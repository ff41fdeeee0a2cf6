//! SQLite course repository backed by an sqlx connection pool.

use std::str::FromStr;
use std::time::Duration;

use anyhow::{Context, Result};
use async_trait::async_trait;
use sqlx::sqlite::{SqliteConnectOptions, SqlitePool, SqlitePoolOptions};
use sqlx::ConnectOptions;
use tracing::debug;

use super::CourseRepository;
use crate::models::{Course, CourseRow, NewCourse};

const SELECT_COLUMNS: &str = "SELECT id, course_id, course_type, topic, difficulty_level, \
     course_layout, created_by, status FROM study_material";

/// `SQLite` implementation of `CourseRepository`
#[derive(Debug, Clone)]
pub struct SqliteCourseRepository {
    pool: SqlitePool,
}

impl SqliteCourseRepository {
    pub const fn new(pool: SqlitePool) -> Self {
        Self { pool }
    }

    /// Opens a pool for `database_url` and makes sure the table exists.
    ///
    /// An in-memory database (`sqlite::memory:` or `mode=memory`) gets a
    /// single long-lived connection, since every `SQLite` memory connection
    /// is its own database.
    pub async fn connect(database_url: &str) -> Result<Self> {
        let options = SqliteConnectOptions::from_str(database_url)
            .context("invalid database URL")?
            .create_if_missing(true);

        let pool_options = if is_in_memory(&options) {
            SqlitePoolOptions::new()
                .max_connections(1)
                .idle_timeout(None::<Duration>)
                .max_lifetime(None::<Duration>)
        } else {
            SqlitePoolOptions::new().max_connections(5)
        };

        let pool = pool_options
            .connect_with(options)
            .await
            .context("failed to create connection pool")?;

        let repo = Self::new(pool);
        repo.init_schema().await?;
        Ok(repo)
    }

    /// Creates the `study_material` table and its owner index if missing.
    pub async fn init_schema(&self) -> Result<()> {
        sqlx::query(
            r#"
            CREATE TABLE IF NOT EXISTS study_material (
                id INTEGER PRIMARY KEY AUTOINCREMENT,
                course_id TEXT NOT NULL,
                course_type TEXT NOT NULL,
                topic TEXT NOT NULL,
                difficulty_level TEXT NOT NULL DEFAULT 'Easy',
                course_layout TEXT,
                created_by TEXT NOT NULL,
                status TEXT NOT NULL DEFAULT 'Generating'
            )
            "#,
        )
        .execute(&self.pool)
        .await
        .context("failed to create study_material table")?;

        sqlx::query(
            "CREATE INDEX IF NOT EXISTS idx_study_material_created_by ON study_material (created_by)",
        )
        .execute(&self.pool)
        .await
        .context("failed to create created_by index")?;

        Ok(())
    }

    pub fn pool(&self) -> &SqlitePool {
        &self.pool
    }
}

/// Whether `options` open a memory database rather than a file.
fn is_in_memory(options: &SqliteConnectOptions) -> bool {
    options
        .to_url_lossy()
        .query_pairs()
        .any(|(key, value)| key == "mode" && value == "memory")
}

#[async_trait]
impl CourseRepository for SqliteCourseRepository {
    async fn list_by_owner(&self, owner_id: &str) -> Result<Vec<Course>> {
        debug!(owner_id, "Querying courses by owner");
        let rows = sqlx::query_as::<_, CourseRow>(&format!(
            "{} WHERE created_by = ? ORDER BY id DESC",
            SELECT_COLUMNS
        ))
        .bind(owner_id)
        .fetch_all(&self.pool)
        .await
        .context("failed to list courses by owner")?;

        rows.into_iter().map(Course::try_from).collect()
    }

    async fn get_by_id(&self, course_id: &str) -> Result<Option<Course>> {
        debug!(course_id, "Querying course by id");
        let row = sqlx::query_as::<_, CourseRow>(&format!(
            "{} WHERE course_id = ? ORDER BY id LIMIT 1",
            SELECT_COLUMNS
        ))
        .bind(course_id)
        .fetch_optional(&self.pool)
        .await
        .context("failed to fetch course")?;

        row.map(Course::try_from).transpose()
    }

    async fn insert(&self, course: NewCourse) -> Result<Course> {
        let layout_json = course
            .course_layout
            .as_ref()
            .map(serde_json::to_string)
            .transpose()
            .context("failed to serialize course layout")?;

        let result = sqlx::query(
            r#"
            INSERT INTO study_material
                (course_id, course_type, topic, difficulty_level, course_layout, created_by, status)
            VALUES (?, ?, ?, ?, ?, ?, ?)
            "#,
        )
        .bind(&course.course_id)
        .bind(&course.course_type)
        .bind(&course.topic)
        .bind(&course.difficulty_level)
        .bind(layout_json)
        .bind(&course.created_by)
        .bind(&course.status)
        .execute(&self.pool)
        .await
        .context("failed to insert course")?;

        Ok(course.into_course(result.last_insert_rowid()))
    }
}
——
- _Description of the task_
Reprint the data above from the opening line to the line holding "pub async fn init_schema(&self)", inclusive, and nothing else.

- _Output of the exercise_
repository ff41fdeeee0a2cf6
//! SQLite course repository backed by an sqlx connection pool.

use std::str::FromStr;
use std::time::Duration;

use anyhow::{Context, Result};
use async_trait::async_trait;
use sqlx::sqlite::{SqliteConnectOptions, SqlitePool, SqlitePoolOptions};
use sqlx::ConnectOptions;
use tracing::debug;

use super::CourseRepository;
use crate::models::{Course, CourseRow, NewCourse};

const SELECT_COLUMNS: &str = "SELECT id, course_id, course_type, topic, difficulty_level, \
     course_layout, created_by, status FROM study_material";

/// `SQLite` implementation of `CourseRepository`
#[derive(Debug, Clone)]
pub struct SqliteCourseRepository {
    pool: SqlitePool,
}

impl SqliteCourseRepository {
    pub const fn new(pool: SqlitePool) -> Self {
        Self { pool }
    }

    /// Opens a pool for `database_url` and makes sure the table exists.
    ///
    /// An in-memory database (`sqlite::memory:` or `mode=memory`) gets a
    /// single long-lived connection, since every `SQLite` memory connection
    /// is its own database.
    pub async fn connect(database_url: &str) -> Result<Self> {
        let options = SqliteConnectOptions::from_str(database_url)
            .context("invalid database URL")?
            .create_if_missing(true);

        let pool_options = if is_in_memory(&options) {
            SqlitePoolOptions::new()
                .max_connections(1)
                .idle_timeout(None::<Duration>)
                .max_lifetime(None::<Duration>)
        } else {
            SqlitePoolOptions::new().max_connections(5)
        };

        let pool = pool_options
            .connect_with(options)
            .await
            .context("failed to create connection pool")?;

        let repo = Self::new(pool);
        repo.init_schema().await?;
        Ok(repo)
    }

    /// Creates the `study_material` table and its owner index if missing.
    pub async fn init_schema(&self) -> Result<()> {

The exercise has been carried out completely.